From where do we get the absolute rule that an area is a place? You say it's a place and places stay put, and as far as I can tell you're citing your own opinion as proof. By plain language, the *area* of the bed of a cart can certainly fit within a 20 foot cube. Certainly an *area* of the bed of a cart can fit within the total *area* of the cart.
"Alarm doesn't say its area can't move, because there are no areas that can move other than those that say they can move." I'm genuinely interested in seeing an example of an area that you say can move.
There are areas on carts. There are areas on boats. The first class section on an airplane is an area - the area where people who paid extra can sit and I can't. Flight attendants, if possible, might even want to set up an alarm just in case I try to leave the area I am in and enter the restricted area.
We have two choices for how to read the mobility of areas: either areas cannot move (all areas unless they say otherwise, not just this spell), or areas can move (all areas unless they say otherwise, not just this spell). Let's take a look at each:
Option A: Can't Move
Ludicrous results?
For the Alarm spell, can ward a bedroom in a house but not a cabin on a boat or a moving wagon. Also, like, the whole universe is moving when you really stop to think about it, mannnnn *deep hit*
Other than that, none.
Desirable results?
It's literally the easiest thing in the world. If you pick an area on a battlemap to cast a spell, it stays in the spot that you designated unless the spell or ability specifically provides otherwise (such as Cloudkill or Dawn, or an area which is "centered" on a moveable creature or object which does not prohibit the movement of such area, such as Antilife Shell, Aura of LIfe, the second targeting option for Darkness, etc.).
Will feel intuitive to most groups, since this is the way that the rule actually works and has always worked for every group everywhere outside of this single thread of conversation.
Option B: Can Move
Ludicrous results?
Spells like Black Tentacles start slithering around all over the battlefield. How far/fast can they move? Unknown, since the spell doesn't actually say they can, so we're well off the deep end of just making stuff up! Create Bonfire, Darkness (specifically even when it's not cast on a moveable object like the spell specifies), Earthquake, Hallucinatory Terrain, etc etc. Hell, Druid Grove can be hauled around in a wagon full of dirt now, and the "same area" is anywhere you park every night! Fantastic!
If areas can move, why not "points" too? Cloud of Daggers gets to go whizzing around too! Why not anything and everything? Doors can move, why not let the party pick up the Demiplane door they created and carry it with them on the Fighter's back? Is there even such a thing as a static effect spell any more? No, probably not, unless the spell goes out of its way to specifically say it can't be moved like Glyph of Warding?).
Desirable results?
I mean I guess you can cast Alarm in your boat cabin now.
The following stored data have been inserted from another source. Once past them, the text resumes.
//! Layer 5: Engine
//!
//! # Purpose
//!
//! This layer validates boundary inputs and drives the fitting pipeline,
//! producing [`output::Polynomial`] values.
//!
//! # Architecture
//!
//! ```text
//! Layer 6: API
//!   ↓
//! Layer 5: Engine ← You are here
//!   ↓
//! Layer 4: Evaluation
//!   ↓
//! Layer 3: Algorithms
//!   ↓
//! Layer 2: Math
//!   ↓
//! Layer 1: Primitives
//! ```

/// Fitting pipeline driver.
pub mod executor;

/// Validation utilities.
pub mod validator;

/// Fitted polynomial output type.
pub mod output;
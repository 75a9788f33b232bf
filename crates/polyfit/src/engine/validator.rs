//! Input validation for polynomial fitting.
//!
//! ## Purpose
//!
//! This module checks the preconditions at the boundary of the fitting
//! pipeline: that both inputs can be viewed as numeric slices, that they
//! have equal lengths, and that a requested degree is a non-negative
//! integer.
//!
//! ## Design notes
//!
//! * **Fail-Fast**: Validation stops at the first error encountered.
//! * **Boundary only**: Values themselves are not inspected; NaN and
//!   infinities are accepted and propagate through the numeric layers.
//! * **Degree conversion**: [`IntoDegree`] lets integer and floating-point
//!   degrees share one validation path.
//!
//! ## Invariants
//!
//! * A validated degree `d` satisfies `d <= MAX_DEGREE`, so `2 * d` is a
//!   valid `powi` exponent and the matrix dimensions cannot overflow.
//! * Validation logic is deterministic and side-effect free.
//!
//! ## Non-goals
//!
//! * This module does not sort, transform, or filter input data.
//! * This module does not reject degrees that underdetermine the fit.

// External dependencies
use num_traits::Float;

// Internal dependencies
use crate::primitives::errors::PolyfitError;
use crate::primitives::input::PolyfitInput;
use crate::primitives::samples::Samples;

// ============================================================================
// Degree Conversion
// ============================================================================

/// Largest accepted degree; the power sums need exponents up to `2 * degree`.
pub const MAX_DEGREE: usize = (i32::MAX / 2) as usize;

/// Conversion of a caller-supplied degree into a validated `usize`.
pub trait IntoDegree {
    /// Convert to a degree, failing with [`PolyfitError::InvalidDegree`].
    fn into_degree(self) -> Result<usize, PolyfitError>;
}

macro_rules! impl_into_degree_unsigned {
    ($($t:ty),*) => {$(
        impl IntoDegree for $t {
            #[inline]
            fn into_degree(self) -> Result<usize, PolyfitError> {
                usize::try_from(self).map_err(|_| PolyfitError::InvalidDegree(self as f64))
            }
        }
    )*};
}

macro_rules! impl_into_degree_signed {
    ($($t:ty),*) => {$(
        impl IntoDegree for $t {
            #[inline]
            fn into_degree(self) -> Result<usize, PolyfitError> {
                if self < 0 {
                    return Err(PolyfitError::InvalidDegree(self as f64));
                }
                usize::try_from(self).map_err(|_| PolyfitError::InvalidDegree(self as f64))
            }
        }
    )*};
}

macro_rules! impl_into_degree_float {
    ($($t:ty),*) => {$(
        impl IntoDegree for $t {
            #[inline]
            fn into_degree(self) -> Result<usize, PolyfitError> {
                let integral = self.is_finite()
                    && self >= 0.0
                    && Float::fract(self) == 0.0
                    && (self as f64) <= usize::MAX as f64;
                if !integral {
                    return Err(PolyfitError::InvalidDegree(self as f64));
                }
                Ok(self as usize)
            }
        }
    )*};
}

impl_into_degree_unsigned!(u8, u16, u32, u64, usize);
impl_into_degree_signed!(i8, i16, i32, i64, isize);
impl_into_degree_float!(f32, f64);

// ============================================================================
// Validator
// ============================================================================

/// Validation utility for fitting inputs and parameters.
///
/// Provides static methods that fail fast on the first violation.
pub struct Validator;

impl Validator {
    /// View both inputs as slices and pair them into a sample store.
    pub fn validate_inputs<'a, T, X, Y>(x: &'a X, y: &'a Y) -> Result<Samples<'a, T>, PolyfitError>
    where
        T: Float,
        X: PolyfitInput<T> + ?Sized,
        Y: PolyfitInput<T> + ?Sized,
    {
        // Check 1: Both inputs are contiguous numeric sequences
        let x = x.as_polyfit_slice()?;
        let y = y.as_polyfit_slice()?;

        // Check 2: Matching lengths
        Samples::new(x, y)
    }

    /// Validate a requested polynomial degree.
    #[inline]
    pub fn validate_degree<D: IntoDegree>(degree: D) -> Result<usize, PolyfitError> {
        let degree = degree.into_degree()?;
        if degree > MAX_DEGREE {
            return Err(PolyfitError::InvalidDegree(degree as f64));
        }
        Ok(degree)
    }
}
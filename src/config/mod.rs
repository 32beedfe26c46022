//! Configuration loading and types for flatpage.
//!
//! This module handles all aspects of configuration:
//! - Type definitions for config structures (`types`)
//! - Layered loading from defaults, `flatpage.yaml` and the environment (`load`)

mod load;
mod types;

pub use load::{CONFIG_FILE_NAME, ENV_PREFIX};
pub use types::{HighlightStyle, MarkdownConfig, PageOrder, PageOrderBy, SiteConfig};

// =============================================================================
// Errors
// =============================================================================

#[derive(thiserror::Error, Debug)]
pub enum ConfigError {
    #[error("failed to deserialize config: {0}")]
    Deserialize(#[from] config::ConfigError),

    #[error("failed to get current working directory: {0}")]
    CwdFailure(std::io::Error),

    #[error("{0}")]
    Validation(String),
}
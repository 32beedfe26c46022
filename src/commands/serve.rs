use std::net::SocketAddr;
use std::sync::Arc;

use axum::Router;
use axum::extract::{OriginalUri, State};
use axum::http::{HeaderMap, StatusCode, header};
use axum::response::{Html, IntoResponse};
use flatpage::site::{Request, Site};
use tower_http::services::ServeDir;

use crate::ServeArgs;

#[derive(Clone)]
struct AppState {
    site: Arc<Site>,
    /// Normalized mount path: `/` or `/prefix` without a trailing slash
    mount_path: String,
}

/// Run every non-asset request through the site pipeline.
async fn page_handler(
    State(state): State<AppState>,
    OriginalUri(uri): OriginalUri,
    headers: HeaderMap,
) -> axum::response::Response {
    let path = uri
        .path_and_query()
        .map(|pq| pq.as_str().to_string())
        .unwrap_or_else(|| "/".to_string());

    let request = Request::new(path.clone())
        .with_mount_path(state.mount_path.clone())
        .with_base_url(request_base_url(&headers, &state.mount_path));

    let site = Arc::clone(&state.site);
    let result = tokio::task::spawn_blocking(move || site.handle(&request)).await;

    match result {
        Ok(Ok(response)) => {
            let status = StatusCode::from_u16(response.status.code()).unwrap_or(StatusCode::OK);
            tracing::info!(path = %path, status = status.as_u16(), "served page");
            (status, Html(response.body)).into_response()
        }
        Ok(Err(e)) => {
            tracing::error!(path = %path, error = %e, "failed to render page");
            (
                StatusCode::INTERNAL_SERVER_ERROR,
                format!("Failed to render {path}: {e}"),
            )
                .into_response()
        }
        Err(e) => {
            tracing::error!(path = %path, error = %e, "page task failed");
            StatusCode::INTERNAL_SERVER_ERROR.into_response()
        }
    }
}

/// `scheme://host/mount`, as seen by the client.
fn request_base_url(headers: &HeaderMap, mount_path: &str) -> String {
    let host = headers
        .get(header::HOST)
        .and_then(|h| h.to_str().ok())
        .unwrap_or("localhost");
    let scheme = headers
        .get("x-forwarded-proto")
        .and_then(|h| h.to_str().ok())
        .unwrap_or("http");
    format!("{scheme}://{host}{}", mount_path.trim_end_matches('/'))
}

fn normalize_mount(mount: &str) -> String {
    let trimmed = mount.trim_matches('/');
    if trimmed.is_empty() {
        "/".to_string()
    } else {
        format!("/{trimmed}")
    }
}

/// Theme assets are served as static files; everything else is a page.
fn router(site: Arc<Site>, mount_path: &str) -> Router {
    let mount_path = normalize_mount(mount_path);
    let themes_route = format!(
        "{}/{}",
        mount_path.trim_end_matches('/'),
        site.themes_url_segment()
    );
    let themes_dir = site.themes_dir();

    Router::new()
        .nest_service(&themes_route, ServeDir::new(themes_dir))
        .fallback(page_handler)
        .with_state(AppState { site, mount_path })
}

pub async fn run(args: &ServeArgs) -> Result<(), anyhow::Error> {
    let site = Site::load(args.config_file.as_deref())?;
    tracing::info!(
        root = %site.root_dir().display(),
        theme = %site.config().theme,
        "loaded site"
    );

    let mount_path = normalize_mount(&args.mount);
    let app = router(Arc::new(site), &mount_path);

    // Parse the address
    let addr: SocketAddr = format!("{}:{}", args.bind, args.port).parse()?;

    // Determine the URL to display
    let display_host = if args.bind == "0.0.0.0" {
        "localhost"
    } else {
        &args.bind
    };
    let url = format!(
        "http://{}:{}{}",
        display_host,
        args.port,
        mount_path.trim_end_matches('/')
    );

    tracing::info!("serving site at {url}, press Ctrl+C to stop");

    // Open browser if requested
    if args.open
        && let Err(e) = open::that(&url)
    {
        tracing::warn!(error = %e, "failed to open browser");
    }

    let listener = tokio::net::TcpListener::bind(addr).await?;
    axum::serve(listener, app).await?;

    Ok(())
}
Nothing else makes any sense any more, but at least you'll always have that?
For option A ludicrous results, you forgot to also include all of the things that you have listed as option B ludicrous results whenever cast on a moving vehicle. If they are ludicrous in one situation they are equally so in the other, like when those black tentacles just start sliding off the deck of your pirate ship mid battle.
You can't say that it is sometimes option A except when you feel like option B makes more sense (especially when there aren't any rules in the texts to help us decide).
I would posit that option C exists: You can choose an area or point that is relative to something that is relevant and in the vicinity that you would call the ground or floor.
Option C has exactly as much mechanical support from the text as options A and B and provides:
Desirable results:
Every spell works the way you'd expect in almost all situations.
Your black tentacles stay where you put them on dry land and on your ship at sea.
Ludicrous results:
You can cast alarm on a WAGON?!?! Oh my goodness! That's broken as sin.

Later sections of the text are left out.